18.Dito isto, em primeiro lugar, para decidir se existe interesse em agir, este Tribunal leva em conta a categoria à qual pertence a presente acção, uma vez que da mesma depende o funcionamento prático do interesse em agir, à luz do princípio consagrado no artigo 2.º n.º 2 do CPC.
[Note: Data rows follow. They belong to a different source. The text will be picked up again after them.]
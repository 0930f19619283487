//! Object metadata shared by every stored resource.
//!
//! Mirrors the subset of Kubernetes `ObjectMeta` the controller relies on:
//! identity, optimistic-concurrency version, finalizers, the deletion marker,
//! labels and owner references.

use chrono::{DateTime, Utc};
use serde::de::DeserializeOwned;
use serde::{Deserialize, Serialize};
use std::collections::BTreeMap;
use std::fmt;

use crate::errors::OwnerReferenceError;

/// Namespaced identity of an object (`namespace/name`).
#[derive(Debug, Clone, PartialEq, Eq, Hash, PartialOrd, Ord, Serialize, Deserialize)]
pub struct ObjectKey {
    pub namespace: String,
    pub name: String,
}

impl ObjectKey {
    pub fn new(namespace: impl Into<String>, name: impl Into<String>) -> Self {
        Self {
            namespace: namespace.into(),
            name: name.into(),
        }
    }
}

impl fmt::Display for ObjectKey {
    fn fmt(&self, f: &mut fmt::Formatter<'_>) -> fmt::Result {
        write!(f, "{}/{}", self.namespace, self.name)
    }
}

/// Back-reference from an owned object to its owner.
#[derive(Debug, Clone, PartialEq, Eq, Serialize, Deserialize)]
#[serde(rename_all = "camelCase")]
pub struct OwnerReference {
    pub api_version: String,
    pub kind: String,
    pub name: String,
    pub uid: String,
    #[serde(default, skip_serializing_if = "Option::is_none")]
    pub controller: Option<bool>,
    #[serde(default, skip_serializing_if = "Option::is_none")]
    pub block_owner_deletion: Option<bool>,
}

impl OwnerReference {
    pub fn is_controller(&self) -> bool {
        self.controller.unwrap_or(false)
    }
}

#[derive(Debug, Clone, Default, PartialEq, Serialize, Deserialize)]
#[serde(rename_all = "camelCase")]
pub struct ObjectMeta {
    #[serde(default)]
    pub name: String,
    #[serde(default)]
    pub namespace: String,
    /// Assigned by the store on create.
    #[serde(default, skip_serializing_if = "Option::is_none")]
    pub uid: Option<String>,
    /// Optimistic-concurrency token; every write must present the current value.
    #[serde(default, skip_serializing_if = "Option::is_none")]
    pub resource_version: Option<String>,
    #[serde(default, skip_serializing_if = "Option::is_none")]
    pub creation_timestamp: Option<DateTime<Utc>>,
    /// Set by the store when deletion was requested while finalizers remain.
    #[serde(default, skip_serializing_if = "Option::is_none")]
    pub deletion_timestamp: Option<DateTime<Utc>>,
    #[serde(default, skip_serializing_if = "Vec::is_empty")]
    pub finalizers: Vec<String>,
    #[serde(default, skip_serializing_if = "BTreeMap::is_empty")]
    pub labels: BTreeMap<String, String>,
    #[serde(default, skip_serializing_if = "Vec::is_empty")]
    pub owner_references: Vec<OwnerReference>,
}

impl ObjectMeta {
    pub fn new(namespace: impl Into<String>, name: impl Into<String>) -> Self {
        Self {
            name: name.into(),
            namespace: namespace.into(),
            ..Default::default()
        }
    }

    pub fn key(&self) -> ObjectKey {
        ObjectKey::new(self.namespace.clone(), self.name.clone())
    }

    pub fn is_deleting(&self) -> bool {
        self.deletion_timestamp.is_some()
    }

    pub fn contains_finalizer(&self, finalizer: &str) -> bool {
        self.finalizers.iter().any(|f| f == finalizer)
    }

    /// Adds the finalizer. Returns true if the set changed.
    pub fn add_finalizer(&mut self, finalizer: &str) -> bool {
        if self.contains_finalizer(finalizer) {
            return false;
        }
        self.finalizers.push(finalizer.to_string());
        true
    }

    /// Removes every occurrence of the finalizer. Returns true if the set changed.
    pub fn remove_finalizer(&mut self, finalizer: &str) -> bool {
        let before = self.finalizers.len();
        self.finalizers.retain(|f| f != finalizer);
        self.finalizers.len() != before
    }

    /// The owner reference marked as controller, if any.
    pub fn controller_reference(&self) -> Option<&OwnerReference> {
        self.owner_references.iter().find(|r| r.is_controller())
    }

    pub fn is_owned_by(&self, uid: &str) -> bool {
        self.owner_references.iter().any(|r| r.uid == uid)
    }
}

/// A typed object kept in the state store.
///
/// Stored objects serialize to `{metadata, spec, status}`;
/// the store relies on the `spec` and `status` keys to separate the main
/// resource from the status sub-resource.
pub trait Resource: Clone + Send + Sync + Serialize + DeserializeOwned + 'static {
    const API_VERSION: &'static str;
    const KIND: &'static str;

    fn meta(&self) -> &ObjectMeta;
    fn meta_mut(&mut self) -> &mut ObjectMeta;

    fn key(&self) -> ObjectKey {
        self.meta().key()
    }
}

/// Records `owner` as the managing controller of `object`.
///
/// Fails if the owner was never persisted, lives in another namespace, or the
/// object already has a different controller. Re-applying the same owner is a
/// no-op.
pub fn set_controller_reference<O: Resource, C: Resource>(
    owner: &O,
    object: &mut C,
) -> Result<(), OwnerReferenceError> {
    let owner_meta = owner.meta();
    let uid = owner_meta
        .uid
        .clone()
        .ok_or_else(|| OwnerReferenceError::MissingUid {
            kind: O::KIND.to_string(),
            key: owner_meta.key(),
        })?;

    let object_meta = object.meta_mut();
    if owner_meta.namespace != object_meta.namespace {
        return Err(OwnerReferenceError::NamespaceMismatch {
            owner_namespace: owner_meta.namespace.clone(),
            object_namespace: object_meta.namespace.clone(),
        });
    }

    if let Some(existing) = object_meta.controller_reference()
        && existing.uid != uid
    {
        return Err(OwnerReferenceError::AlreadyOwned {
            object: object_meta.key(),
            kind: existing.kind.clone(),
            name: existing.name.clone(),
        });
    }

    let reference = OwnerReference {
        api_version: O::API_VERSION.to_string(),
        kind: O::KIND.to_string(),
        name: owner_meta.name.clone(),
        uid: uid.clone(),
        controller: Some(true),
        block_owner_deletion: Some(true),
    };

    object_meta.owner_references.retain(|r| r.uid != uid);
    object_meta.owner_references.push(reference);
    Ok(())
}
//! Child job name resolution.
//!
//! Explicit names are used as given. Unnamed entries resolve to
//! `<experiment>-finetunejob`; the second and later unnamed entries get an
//! ordinal suffix (`<experiment>-finetunejob-1`, `-2`, ...) so that several
//! unnamed entries never collapse onto one child. Resolution depends only on
//! the experiment name and list order, so it is stable across invocations.

use std::collections::HashSet;
use tracing::warn;

use crate::api::{FinetuneExperiment, FinetuneJobSetting};
use crate::label::LABEL_FINETUNE_JOB;

/// Default child name for the first unnamed job of an experiment.
pub fn default_job_name(experiment_name: &str) -> String {
    format!("{}-{}", experiment_name, LABEL_FINETUNE_JOB)
}

/// Resolves the child name of every job setting, in list order.
///
/// If two settings still resolve to the same name (an explicit name that
/// repeats, or one that shadows a default), the first wins and the later
/// duplicates are dropped.
pub fn resolve_job_names(experiment: &FinetuneExperiment) -> Vec<(String, &FinetuneJobSetting)> {
    let base = default_job_name(&experiment.metadata.name);
    let mut unnamed = 0usize;
    let mut seen = HashSet::new();
    let mut resolved = Vec::with_capacity(experiment.spec.finetune_jobs.len());

    for (index, setting) in experiment.spec.finetune_jobs.iter().enumerate() {
        let name = match setting.name.as_deref() {
            Some(name) if !name.is_empty() => name.to_string(),
            _ => {
                let name = if unnamed == 0 {
                    base.clone()
                } else {
                    format!("{}-{}", base, unnamed)
                };
                unnamed += 1;
                name
            }
        };

        if !seen.insert(name.clone()) {
            warn!(
                name = %experiment.metadata.name,
                namespace = %experiment.metadata.namespace,
                job = %name,
                index,
                "Duplicate finetune job name, skipping entry"
            );
            continue;
        }
        resolved.push((name, setting));
    }

    resolved
}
19.Assim, é com base nos critérios constantes do artigo 10.º n.ºs 1 e 2 do CPC, que este Tribunal começa por classificar a acção prevista na Lei 62/2011, aqui em causa, como uma acção declarativa, de condenação. Ora, se é certo que, nas acções declarativas de condenação, como a que está aqui em causa, o interesse em agir resulta, em regra, da alegação da violação do direito do autor, sucede também que, em certos casos (e.g. artigos 557.º e 610.º do CPC), o legislador prescinde excepcionalmente da violação actual do direito, bastando-se com a simples previsão dessa violação (cf. Antunes Varela, J. Miguel Bezerra, Sampaio e Nora, Manual de Processo Civil, 2.ª edição, Coimbra Editora Limitada, páginas 179 a 189).

20.É assim que, dentro da categoria das acções de condenação, se incluem, não só as acções persecutórias, que pressupõem a violação do direito, mas também as acções conservatórias, que têm por finalidade acautelar um prejuízo que se receia ou ameaça produzir-se.